当事者の熱のこもった語り、感情のこもった言葉、それらはすべて
「秩序を乱すもの」
として、裁判官は歓迎しません。

法廷で当事者が思いのたけを語る、という場面は、テレビドラマの中だけの話なのです。

こうした態度は、裁判官という存在が、ある種の
「偏食家」
であることを物語っています。

たとえるならば、裁判官は
「食の細い美食家」
です。

美食家が好むのは、プロのシェフが丁寧に盛りつけたコース料理。

素材の意味や順番、味の強弱まで緻密に設計された一皿です。

そこに、
「手作り感満載の大衆食堂の野菜炒め」
のような、素朴で荒々しい料理をいきなりドンと出しても、手をつけてもらえないどころか、怒って退席されかねません。
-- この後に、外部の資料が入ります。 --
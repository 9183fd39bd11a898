//! Error handling for the JOSE engine

use thiserror::Error;

/// Algorithm family an identifier was looked up in
#[derive(Debug, Clone, Copy, PartialEq, Eq, Hash)]
pub enum AlgorithmFamily {
    /// `alg` of a JWS
    Signing,
    /// `alg` of a JWE
    KeyEncryption,
    /// `enc` of a JWE
    ContentEncryption,
}

impl std::fmt::Display for AlgorithmFamily {
    fn fmt(&self, f: &mut std::fmt::Formatter<'_>) -> std::fmt::Result {
        match self {
            Self::Signing => f.write_str("signing"),
            Self::KeyEncryption => f.write_str("key encryption"),
            Self::ContentEncryption => f.write_str("content encryption"),
        }
    }
}

/// JOSE-specific errors
#[derive(Debug, Error)]
pub enum JoseError {
    /// Malformed wire structure: part count, base64 or document shape
    #[error("Malformed token: {0}")]
    Format(String),

    /// No algorithm registered under the given id
    #[error("Unsupported {family} algorithm: {id}")]
    UnsupportedAlgorithm {
        /// Registry the id was looked up in
        family: AlgorithmFamily,
        /// The offending identifier
        id: String,
    },

    /// A required key could not be resolved
    #[error("Missing key: {0}")]
    MissingKey(String),

    /// Key material has the wrong length or encoding
    #[error("Invalid key: {0}")]
    InvalidKey(String),

    /// A codec was asked to use a key half it does not hold
    #[error("Key usage error: {0}")]
    KeyUsage(String),

    /// An underlying primitive failed
    #[error("Cryptographic operation failed: {0}")]
    Crypto(String),

    /// Signature or authentication tag did not verify
    #[error("Token authentication failed")]
    Authentication,

    /// A document could not be written
    #[error("Serialization error: {0}")]
    Serialization(String),

    /// Conflicting algorithm registration
    #[error("Registry error: {0}")]
    Registry(String),

    /// I/O operation failed
    #[error("I/O error: {0}")]
    Io(#[from] std::io::Error),
}

impl JoseError {
    /// Create a format error
    pub fn format(msg: impl Into<String>) -> Self {
        Self::Format(msg.into())
    }

    /// Create an unsupported algorithm error
    pub fn unsupported(family: AlgorithmFamily, id: impl Into<String>) -> Self {
        Self::UnsupportedAlgorithm {
            family,
            id: id.into(),
        }
    }

    /// Create a missing key error
    pub fn missing_key(msg: impl Into<String>) -> Self {
        Self::MissingKey(msg.into())
    }

    /// Create an invalid key error
    pub fn invalid_key(msg: impl Into<String>) -> Self {
        Self::InvalidKey(msg.into())
    }

    /// True for signature and tag failures
    #[must_use]
    pub fn is_authentication(&self) -> bool {
        matches!(self, Self::Authentication)
    }
}

impl From<base64::DecodeError> for JoseError {
    fn from(err: base64::DecodeError) -> Self {
        JoseError::Format(format!("Base64 decode error: {err}"))
    }
}

/// Result type for JOSE operations
pub type JoseResult<T> = std::result::Result<T, JoseError>;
だからこそ、弁護士たちは、裁判官の嗜好を徹底的にプロファイリングします。

たとえば、ある案件の裁判官は、いわば超エリート型。

効率と整然さを重視し、文書だけで淡々と判断するタイプでした。

証人尋問や当事者の語りは
「無駄なセレモニー」
として嫌う傾向にありました。

そういう裁判官に向けて、どんな
「料理(主張)」
を、どんな
「盛り付け(構成)」
で出すか。

これが、控訴審という戦場における、最大の戦略となりました。

要するに、控訴答弁書にすべてを込める必要があったのです。

ここで、あらためて原則に立ち返ってみましょう。

裁判は、あくまで当事者が
「事実」
だけを提示し、裁判官が
「法」
を適用して結論を導く、という原則のもとに動いている、ということです。

「汝、事実を語れ。我、法を適用せん」

この古代ローマの法格言が示すように、裁判という制度は、当事者が自分の正しさや思いを語るのではなく、起きた事実だけを積み重ねていく。

それを基に、裁判官が法的判断を下します。

逆に言えば、当事者が感情や評価を語りすぎると、
「でしゃばり」
「分をわきまえない者」
として敬遠され、逆効果になります。

そして、裁判官にも、
「好きな味」

「苦手な味」
があります。

繰り返しますが、その味覚に合わせて、どんな料理(主張)を、どんな盛り付け(構成)で出すかが、裁判に勝つための不可欠な戦略なのです。

裁判とは、正しさをぶつけ合う劇場ではなく、事実を淡々と語る筆談の場です。

神様(=裁判官)の嗜好を読み、事実をそのままではなく、受け入れてもらえる形で差し出す。

そういう知的で繊細なコミュニケーションの場です。

そして何より忘れてはならないのは、
「神様にも、好き嫌いがある」
という事実です。

どんなに言いたいことがあっても、それをストレートにぶつけても、神様の心には届かない。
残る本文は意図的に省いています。